The painting features highly-realistic details and the viewer can clearly see the wind sweeping across the stag’s hair as it stands atop the mountain ridge.
3. The Horse Fair – Rosa Bonheur
French painter Rosa Bonheur is known as one of the most famous female artists of her time and typically created works that depict animals or nature settings in great detail.
She is remembered as one of the great painters from the 19th century and her ability to capture scenes of animals in motion was unparalleled.
One of Bonheur’s most well-known works that featured animals was titled The Horse Fair. This 1852 painting features a scene of thoroughbred horses as they are paraded into the fair grounds in Paris where it was common to buy and sell horses during this time.
Bonheur’s painting drew widespread acclaim for her incredible ability to portray these horses in highly-realistic fashion.
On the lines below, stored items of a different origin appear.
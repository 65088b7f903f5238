use serde::{Deserialize, Serialize};

/// Apparent sun position for a site and instant
///
/// Zenith and elevation are refraction corrected; azimuth is measured
/// clockwise from north.
#[derive(Debug, Clone, Copy, PartialEq, Serialize, Deserialize)]
pub struct SunPosition {
    pub zenith_deg: f64,
    pub elevation_deg: f64,
    pub azimuth_deg: f64,
}

impl SunPosition {
    pub fn from_zenith(zenith_deg: f64, azimuth_deg: f64) -> Self {
        Self {
            zenith_deg,
            elevation_deg: 90.0 - zenith_deg,
            azimuth_deg,
        }
    }

    pub fn is_above_horizon(&self) -> bool {
        self.elevation_deg > 0.0
    }

    pub fn cos_zenith(&self) -> f64 {
        self.zenith_deg.to_radians().cos()
    }
}

/// Horizontal irradiance split into its three components, W/m²
#[derive(Debug, Clone, Copy, Default, PartialEq, Serialize, Deserialize)]
pub struct IrradianceComponents {
    /// Global horizontal irradiance
    pub ghi: f64,
    /// Direct normal irradiance
    pub dni: f64,
    /// Diffuse horizontal irradiance
    pub dhi: f64,
}

impl IrradianceComponents {
    pub const ZERO: Self = Self {
        ghi: 0.0,
        dni: 0.0,
        dhi: 0.0,
    };

    pub fn new(ghi: f64, dni: f64, dhi: f64) -> Self {
        Self { ghi, dni, dhi }
    }

    /// Global horizontal recomputed from the beam and diffuse parts
    pub fn closure_ghi(&self, zenith_deg: f64) -> f64 {
        self.dhi + self.dni * zenith_deg.to_radians().cos().max(0.0)
    }
}

/// Irradiance on the tilted module plane, W/m²
#[derive(Debug, Clone, Copy, Default, PartialEq, Serialize, Deserialize)]
pub struct PoaComponents {
    pub global: f64,
    /// Beam component after the incidence-angle reflection loss
    pub direct: f64,
    pub sky_diffuse: f64,
    pub ground_diffuse: f64,
    /// Angle of incidence of the beam on the module, degrees
    pub aoi_deg: f64,
    /// Incidence-angle modifier applied to the beam (0..=1)
    pub iam: f64,
}

impl PoaComponents {
    pub fn dark(aoi_deg: f64) -> Self {
        Self {
            aoi_deg,
            ..Self::default()
        }
    }

    pub fn diffuse(&self) -> f64 {
        self.sky_diffuse + self.ground_diffuse
    }
}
Their muscles are seen rippling under their skin and the sun is also shimmering off the well-kept coats of the horses as they run along towards their destination.
4. A Friend in Need 1903 – C M Coolidge
C M Coolidge was widely known for producing somewhat comical paintings of various animals engaged in different human activities.
His 1903 painting that was titled A Friend in Need is one of the most iconic works in modern times.
The painting comically depicts a group of dogs in the middle of a card game in which one of the pups seems to be soliciting help from his friend, who also happens to be the same species.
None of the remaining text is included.